姫に問い詰められた広忠は出任せを言った。
「あ、いや、これは盗んだものではない。そ、そう、都で買うたものじゃ。」
「そうですか。
ならば、絹を買った代金はどこで手に入れました?」
「そ、それは、蒔絵などを売ってだな、」
「では、その蒔絵の代金はどこで手に入れました?」
「そ、それはだ、そう、刀などを売ったのだ、」
「では、その刀の代金はどこで手に入れました?」
姫がしつこく問い質すので、広忠は言い逃れをあきらめて開き直っだ。
「もうよい、ああ、たしかにその絹は盗んだものじゃ。
そんな恐い顔をするな。」
姫は真正面から広忠を睨んでさらに詰問する。
「そなたは物を盗むだけでなく、もっとひどい、口に出すのも憚かられることをなすとか、人づてに聞きました。」
「それは向かってくる者から身を守るためじや、好きでしておるのではないぞ。」
「そなたの親がそなたの悪事を知ったらなんと思われることでしょう。親の心を考えてみたことはないのですか?」
「ふん、親など知ったことか。
俺はな、生まれて間もなく、その親の手で川に流されたんじゃ。
それがどういう運のめぐり合わせか、川下で橋のたもとにひっかかり、線香臭い糞坊主に拾われて育ったんじゃ。」
広忠が身の上を明かすと姫は「えっ」と言ったきり絶句した。
「だからのう、俺には殺してやりたい親はいても、人並みに慕い慕われるような親はいねえんだ。」
広忠はそう言って、唾を吐き捨てた。
姫は衵(あこめ)の袖を目元に運んだ。
「そなたには、そのような辛い出来事があったのですか、」
姫は広忠の身の上につまされて涙声になっていた。しかし、続く姫の言葉は意外なものだった。
「実は、かく申す私も、捨て子なのです。」
姫がそう打ち明けると、さしもの凶悪強盗広忠もあっと息を呑んだ。
「ほ、本当かよ?」
「はい、先の都遷りの頃、長岡京の朱雀門(すざくもん)の脇に置かれていたそうです。
それを郡の御用で、門の新京移築に来た養父が見つけてくださったのです。
養父は四十路になりながら、子供に恵まれずにおりましたから、私のことを神よりの授かりものと思いなし、喜んで引き取り育ててくださいました。
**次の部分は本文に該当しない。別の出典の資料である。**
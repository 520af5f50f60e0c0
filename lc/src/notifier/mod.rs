//! Timers that feed the dispatch queue
//!
//! [`RefreshWatcher`] keeps the EventStore current and announces slips;
//! [`NotificationWatcher`] turns due notifications into sendables.

pub mod compose;
mod config;
mod refresh;
mod watcher;

pub use config::NotifierConfig;
pub use refresh::RefreshWatcher;
pub use watcher::NotificationWatcher;

/// Current wall clock as Unix seconds
pub fn unix_now() -> i64 {
    chrono::Utc::now().timestamp()
}
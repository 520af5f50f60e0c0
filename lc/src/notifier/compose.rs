//! Message text

use crate::domain::{Event, LOCAL_TIME_PLACEHOLDER, NotificationClass, Payload, SendOptions};

/// Text for a launch notification; NET is rendered per recipient
pub fn notification_payload(event: &Event, class: NotificationClass) -> Payload {
    let headline = match class {
        NotificationClass::T5m => format!("🚀 Launching in {}!", class.lead_label()),
        _ => format!("🚀 Launching in {}", class.lead_label()),
    };
    Payload {
        text: format!("{}\n{}\nNET: {}", headline, event.name, LOCAL_TIME_PLACEHOLDER),
        options: SendOptions {
            parse_mode: None,
            silent: !class.is_urgent(),
            disable_preview: true,
        },
    }
}

/// Text announcing that an event moved from `old_net` to its current NET
pub fn postponement_payload(event: &Event, old_net: i64) -> Payload {
    let delta = event.net - old_net;
    let moved = if delta >= 0 {
        format!("was postponed by {}", format_delay(delta))
    } else {
        format!("moved earlier by {}", format_delay(-delta))
    };
    Payload {
        text: format!("⏸ {} {}\nNew NET: {}", event.name, moved, LOCAL_TIME_PLACEHOLDER),
        options: SendOptions {
            parse_mode: None,
            silent: true,
            disable_preview: true,
        },
    }
}

/// Admin alert sent when the daemon starts
pub fn startup_payload(tracked: usize, dry_run: bool) -> Payload {
    let mode = if dry_run { "dry run" } else { "live" };
    Payload::text(format!(
        "launchcast {} started ({})\nTracking {} events",
        env!("CARGO_PKG_VERSION"),
        mode,
        tracked
    ))
}

/// "3d 4h", "2h 15m", "45m", "0m"
pub fn format_delay(secs: i64) -> String {
    let secs = secs.max(0);
    let days = secs / 86_400;
    let hours = (secs % 86_400) / 3600;
    let minutes = (secs % 3600) / 60;

    match (days, hours, minutes) {
        (0, 0, m) => format!("{}m", m),
        (0, h, 0) => format!("{}h", h),
        (0, h, m) => format!("{}h {}m", h, m),
        (d, 0, _) => format!("{}d", d),
        (d, h, _) => format!("{}d {}h", d, h),
    }
}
その時、私の傍らには手鏡ひとつと、着物の内には砂金もあったそうです。」
姫が言うと、広忠は愛しい姫の生い立ちにうなづいた。
「それはきっと高貴な奴が、訳ありで捨てたんだな。」
「今は、この丹波の山に住んでおりますが、養父はもともとは讃岐の豪族の出でしたから、その流れの女神様の名を勿体なくも私につけてくださり、母様は私を我が子のように大事に育ててくださいました。
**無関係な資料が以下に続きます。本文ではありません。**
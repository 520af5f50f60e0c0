//! Notification classes and their lookup table

use serde::{Deserialize, Serialize};

/// A notification offset before an event's NET
///
/// Declaration order is the scan order used by the scheduler.
#[derive(Debug, Clone, Copy, PartialEq, Eq, PartialOrd, Ord, Hash, Serialize, Deserialize)]
pub enum NotificationClass {
    #[serde(rename = "24h")]
    T24h,
    #[serde(rename = "12h")]
    T12h,
    #[serde(rename = "1h")]
    T1h,
    #[serde(rename = "5m")]
    T5m,
}

impl NotificationClass {
    /// All classes in fixed scan order
    pub const ALL: [NotificationClass; 4] = [Self::T24h, Self::T12h, Self::T1h, Self::T5m];

    /// Position in [`NotificationClass::ALL`]
    pub fn index(self) -> usize {
        self as usize
    }

    fn bit(self) -> u8 {
        1 << self.index()
    }

    /// Urgent classes are delivered with sound; the rest are sent silently
    pub fn is_urgent(self) -> bool {
        matches!(self, Self::T1h | Self::T5m)
    }

    /// Human readable lead, e.g. "24 hours"
    pub fn lead_label(self) -> &'static str {
        match self {
            Self::T24h => "24 hours",
            Self::T12h => "12 hours",
            Self::T1h => "1 hour",
            Self::T5m => "5 minutes",
        }
    }
}

impl std::fmt::Display for NotificationClass {
    fn fmt(&self, f: &mut std::fmt::Formatter<'_>) -> std::fmt::Result {
        match self {
            Self::T24h => write!(f, "24h"),
            Self::T12h => write!(f, "12h"),
            Self::T1h => write!(f, "1h"),
            Self::T5m => write!(f, "5m"),
        }
    }
}

impl std::str::FromStr for NotificationClass {
    type Err = String;

    fn from_str(s: &str) -> Result<Self, Self::Err> {
        match s.to_lowercase().as_str() {
            "24h" | "t24h" => Ok(Self::T24h),
            "12h" | "t12h" => Ok(Self::T12h),
            "1h" | "t1h" => Ok(Self::T1h),
            "5m" | "t5m" => Ok(Self::T5m),
            _ => Err(format!("Unknown notification class: {}", s)),
        }
    }
}

/// A set of notification classes stored as a bit set
///
/// Used for an event's sent flags, for classes reset by a slip and for a
/// subscriber's enabled classes. Iteration always follows scan order.
#[derive(Debug, Clone, Copy, Default, PartialEq, Eq, Hash)]
pub struct ClassSet(u8);

impl ClassSet {
    /// The empty set
    pub const fn empty() -> Self {
        Self(0)
    }

    /// Every class
    pub const fn all() -> Self {
        Self(0b1111)
    }

    /// Rebuild from the persisted bit representation, ignoring unknown bits
    pub fn from_bits(bits: u8) -> Self {
        Self(bits & Self::all().0)
    }

    pub fn bits(self) -> u8 {
        self.0
    }

    pub fn contains(self, class: NotificationClass) -> bool {
        self.0 & class.bit() != 0
    }

    /// Add a class, returning true if it was not present
    pub fn insert(&mut self, class: NotificationClass) -> bool {
        let added = !self.contains(class);
        self.0 |= class.bit();
        added
    }

    /// Remove a class, returning true if it was present
    pub fn remove(&mut self, class: NotificationClass) -> bool {
        let present = self.contains(class);
        self.0 &= !class.bit();
        present
    }

    pub fn is_empty(self) -> bool {
        self.0 == 0
    }

    pub fn len(self) -> usize {
        self.0.count_ones() as usize
    }

    pub fn intersects(self, other: ClassSet) -> bool {
        self.0 & other.0 != 0
    }

    /// Members in scan order
    pub fn iter(self) -> impl Iterator<Item = NotificationClass> {
        NotificationClass::ALL.into_iter().filter(move |c| self.contains(*c))
    }
}

impl FromIterator<NotificationClass> for ClassSet {
    fn from_iter<I: IntoIterator<Item = NotificationClass>>(iter: I) -> Self {
        let mut set = ClassSet::empty();
        for class in iter {
            set.insert(class);
        }
        set
    }
}

impl Serialize for ClassSet {
    fn serialize<S: serde::Serializer>(&self, serializer: S) -> Result<S::Ok, S::Error> {
        serializer.collect_seq(self.iter())
    }
}

impl<'de> Deserialize<'de> for ClassSet {
    fn deserialize<D: serde::Deserializer<'de>>(deserializer: D) -> Result<Self, D::Error> {
        let classes = Vec::<NotificationClass>::deserialize(deserializer)?;
        Ok(classes.into_iter().collect())
    }
}

/// Lead time and tie-break weight for one class
#[derive(Debug, Clone, Copy, PartialEq, Eq)]
pub struct ClassSpec {
    pub class: NotificationClass,
    /// Seconds before NET the notification is due
    pub lead_secs: i64,
    /// Higher weight wins when classes are due at the same instant
    pub weight: u32,
}

/// Immutable class lookup table, built once at startup and shared by reference
#[derive(Debug, Clone, PartialEq, Eq)]
pub struct ClassTable {
    specs: [ClassSpec; 4],
}

impl ClassTable {
    /// The standard 24h / 12h / 1h / 5m table
    pub fn standard() -> Self {
        Self {
            specs: [
                ClassSpec {
                    class: NotificationClass::T24h,
                    lead_secs: 24 * 3600,
                    weight: 1,
                },
                ClassSpec {
                    class: NotificationClass::T12h,
                    lead_secs: 12 * 3600,
                    weight: 2,
                },
                ClassSpec {
                    class: NotificationClass::T1h,
                    lead_secs: 3600,
                    weight: 3,
                },
                ClassSpec {
                    class: NotificationClass::T5m,
                    lead_secs: 5 * 60,
                    weight: 4,
                },
            ],
        }
    }

    pub fn spec(&self, class: NotificationClass) -> &ClassSpec {
        &self.specs[class.index()]
    }

    pub fn lead_secs(&self, class: NotificationClass) -> i64 {
        self.spec(class).lead_secs
    }

    pub fn weight(&self, class: NotificationClass) -> u32 {
        self.spec(class).weight
    }

    /// Specs in scan order
    pub fn iter(&self) -> impl Iterator<Item = &ClassSpec> {
        self.specs.iter()
    }
}

impl Default for ClassTable {
    fn default() -> Self {
        Self::standard()
    }
}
おかげで、今は立派な殿からもいろいろとお誘いいただくのですが、呑気にかまえるたちの私は、まだどなたもお迎えしていないのです。」
通い婚の時代であるから、姫が家にこもっていても夫がいないとは限らない。今の姫の言葉で、広忠は安堵して喜んだ。
だが、次に口をついたのはふてくされた言葉だ。
「なるほど、捨て子は捨て子でも、悪がきは悪の道、姫の出は姫の道、運命は変わらぬもんだな。」
「そのような言い方はよくありません、
運命の惨い仕打ちがそなたを悪の道に導いたので、本当のそなたの心根は清いのです。
そなたも悪事を慎み、ひたすら魂を磨けば必ずや尊い人物になれるのです。」
姫は涙声にカを込めて諭した。
【故事メモ 朱雀門(すざくもん)】
中国の風水に則り、大内裏の王城四守護として東西南北に青竜・白虎・玄武・朱雀を配した。
大内裏の南にあたる門が朱雀門である。朱雀門をさらに南下した端が羅城門(羅生門)。